[PROBLEM TO WORK ON] Return each line of the data below that contains the string "latest".

(Stored data)

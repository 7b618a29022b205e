use crate::prefs::Language;
use chrono::{DateTime, Utc};

type Table = &'static [(&'static str, &'static str)];

const EN: Table = &[
    ("app.name", "CryptoVibe"),
    ("nav.dashboard", "Dashboard"),
    ("nav.bookmarks", "Bookmarks"),
    ("index.title", "Crypto News"),
    ("index.subtitle", "The latest updates from the crypto world"),
    ("bookmarks.title", "Bookmarked News"),
    ("bookmarks.subtitle", "Your saved crypto news articles"),
    ("search.placeholder", "Search news..."),
    ("search.button", "Search"),
    ("filter.sentiment", "Sentiment"),
    ("filter.source", "Source"),
    ("filter.time", "Time"),
    ("filter.filters", "Filters"),
    ("filter.clearAll", "Clear All"),
    ("filter.reset", "Reset All"),
    ("sentiment.all", "All"),
    ("sentiment.positive", "Positive"),
    ("sentiment.neutral", "Neutral"),
    ("sentiment.negative", "Negative"),
    ("time.latest", "Latest"),
    ("time.24h", "Past 24 Hours"),
    ("time.week", "Past Week"),
    ("source.all", "All Sources"),
    ("button.refresh", "Refresh"),
    ("button.retry", "Retry"),
    ("button.bookmark", "Bookmark"),
    ("button.bookmarked", "Bookmarked"),
    ("button.read", "Read"),
    ("button.theme", "Theme"),
    ("button.language", "Language"),
    ("button.quit", "Quit"),
    ("button.clear", "Clear"),
    ("empty.bookmarks.title", "No bookmarks yet"),
    ("empty.bookmarks.description", "You haven't bookmarked any articles yet. Go to the dashboard and bookmark articles to see them here."),
    ("empty.news.title", "No Results Found"),
    ("empty.news.description", "No news found matching your criteria. Please adjust your filters."),
    ("loading.news", "Loading News..."),
    ("crypto.loading", "Loading prices..."),
    ("error.loading", "Error loading news data. Please try again later."),
    ("status.source", "Source"),
    ("status.samples", "sample data"),
    ("notice.samples", "Live news is unavailable, showing sample articles"),
    ("notice.bookmark_added", "Article bookmarked"),
    ("notice.bookmark_removed", "Bookmark removed"),
    ("notice.bookmarks_cleared", "Bookmarks cleared"),
    ("notice.storage_failed", "Could not save your data; changes last until exit"),
    ("notice.refreshing", "Refreshing news..."),
    ("notice.ticker_fallback", "Price data unavailable, showing last known prices"),
    ("time.just_now", "just now"),
    ("time.minutes_ago", "{n} minutes ago"),
    ("time.hours_ago", "{n} hours ago"),
    ("time.days_ago", "{n} days ago"),
];

const TR: Table = &[
    ("app.name", "KriptoVibe"),
    ("nav.dashboard", "Ana Sayfa"),
    ("nav.bookmarks", "Kaydedilenler"),
    ("index.title", "Kripto Haberleri"),
    ("index.subtitle", "Kripto dünyasından son gelişmeler"),
    ("bookmarks.title", "Kaydedilen Haberler"),
    ("bookmarks.subtitle", "Kaydettiğiniz kripto haber makaleleri"),
    ("search.placeholder", "Haberlerde ara..."),
    ("search.button", "Ara"),
    ("filter.sentiment", "Duygu"),
    ("filter.source", "Kaynak"),
    ("filter.time", "Zaman"),
    ("filter.filters", "Filtreler"),
    ("filter.clearAll", "Hepsini Temizle"),
    ("filter.reset", "Tümünü Sıfırla"),
    ("sentiment.all", "Tümü"),
    ("sentiment.positive", "Olumlu"),
    ("sentiment.neutral", "Nötr"),
    ("sentiment.negative", "Olumsuz"),
    ("time.latest", "En Yeni"),
    ("time.24h", "Son 24 Saat"),
    ("time.week", "Geçen Hafta"),
    ("source.all", "Tüm Kaynaklar"),
    ("button.refresh", "Yenile"),
    ("button.retry", "Tekrar Dene"),
    ("button.bookmark", "Kaydet"),
    ("button.bookmarked", "Kaydedildi"),
    ("button.read", "Oku"),
    ("button.theme", "Tema"),
    ("button.language", "Dil"),
    ("button.quit", "Çıkış"),
    ("button.clear", "Temizle"),
    ("empty.bookmarks.title", "Henüz kaydedilmiş haber yok"),
    ("empty.bookmarks.description", "Henüz hiç makale kaydetmediniz. Ana sayfaya giderek haberleri kaydedebilirsiniz."),
    ("empty.news.title", "Sonuç Bulunamadı"),
    ("empty.news.description", "Aramanıza uygun haber bulunamadı. Lütfen filtrelerinizi değiştirin."),
    ("loading.news", "Haberler Yükleniyor..."),
    ("crypto.loading", "Fiyatlar yükleniyor..."),
    ("error.loading", "Haber verileri yüklenirken hata oluştu. Lütfen daha sonra tekrar deneyin."),
    ("status.source", "Kaynak"),
    ("status.samples", "örnek veri"),
    ("notice.samples", "Canlı haberlere ulaşılamıyor, örnek haberler gösteriliyor"),
    ("notice.bookmark_added", "Haber kaydedildi"),
    ("notice.bookmark_removed", "Kayıt kaldırıldı"),
    ("notice.bookmarks_cleared", "Kaydedilenler temizlendi"),
    ("notice.storage_failed", "Verileriniz kaydedilemedi; değişiklikler çıkışa kadar geçerli"),
    ("notice.refreshing", "Haberler yenileniyor..."),
    ("notice.ticker_fallback", "Fiyat verisi alınamadı, son bilinen fiyatlar gösteriliyor"),
    ("time.just_now", "az önce"),
    ("time.minutes_ago", "{n} dakika önce"),
    ("time.hours_ago", "{n} saat önce"),
    ("time.days_ago", "{n} gün önce"),
];

/// Known news sources: (domain, display label).
pub const NEWS_SOURCES: &[(&str, &str)] = &[
    ("coindesk.com", "CoinDesk"),
    ("cointelegraph.com", "CoinTelegraph"),
    ("decrypt.co", "Decrypt"),
    ("bitcoinmagazine.com", "Bitcoin Magazine"),
    ("theblockcrypto.com", "The Block"),
];

fn table(language: Language) -> Table {
    match language {
        Language::En => EN,
        Language::Tr => TR,
    }
}

/// Translate `key`; unknown keys come back unchanged.
pub fn t<'a>(language: Language, key: &'a str) -> &'a str {
    table(language)
        .iter()
        .find(|(k, _)| *k == key)
        .map(|(_, v)| *v)
        .unwrap_or(key)
}

pub fn source_label(domain: &str) -> &str {
    NEWS_SOURCES
        .iter()
        .find(|(d, _)| *d == domain)
        .map(|(_, label)| *label)
        .unwrap_or(domain)
}

/// "5 minutes ago" / "5 dakika önce". Future timestamps read as "just now".
pub fn time_ago(language: Language, published: DateTime<Utc>, now: DateTime<Utc>) -> String {
    let secs = (now - published).num_seconds();
    let (key, n) = if secs < 60 {
        return t(language, "time.just_now").to_string();
    } else if secs < 3600 {
        ("time.minutes_ago", secs / 60)
    } else if secs < 86_400 {
        ("time.hours_ago", secs / 3600)
    } else {
        ("time.days_ago", secs / 86_400)
    };
    t(language, key).replace("{n}", &n.to_string())
}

[RESULT]
    ("index.subtitle", "The latest updates from the crypto world"),
    ("time.latest", "Latest"),
    ("time.latest", "En Yeni"),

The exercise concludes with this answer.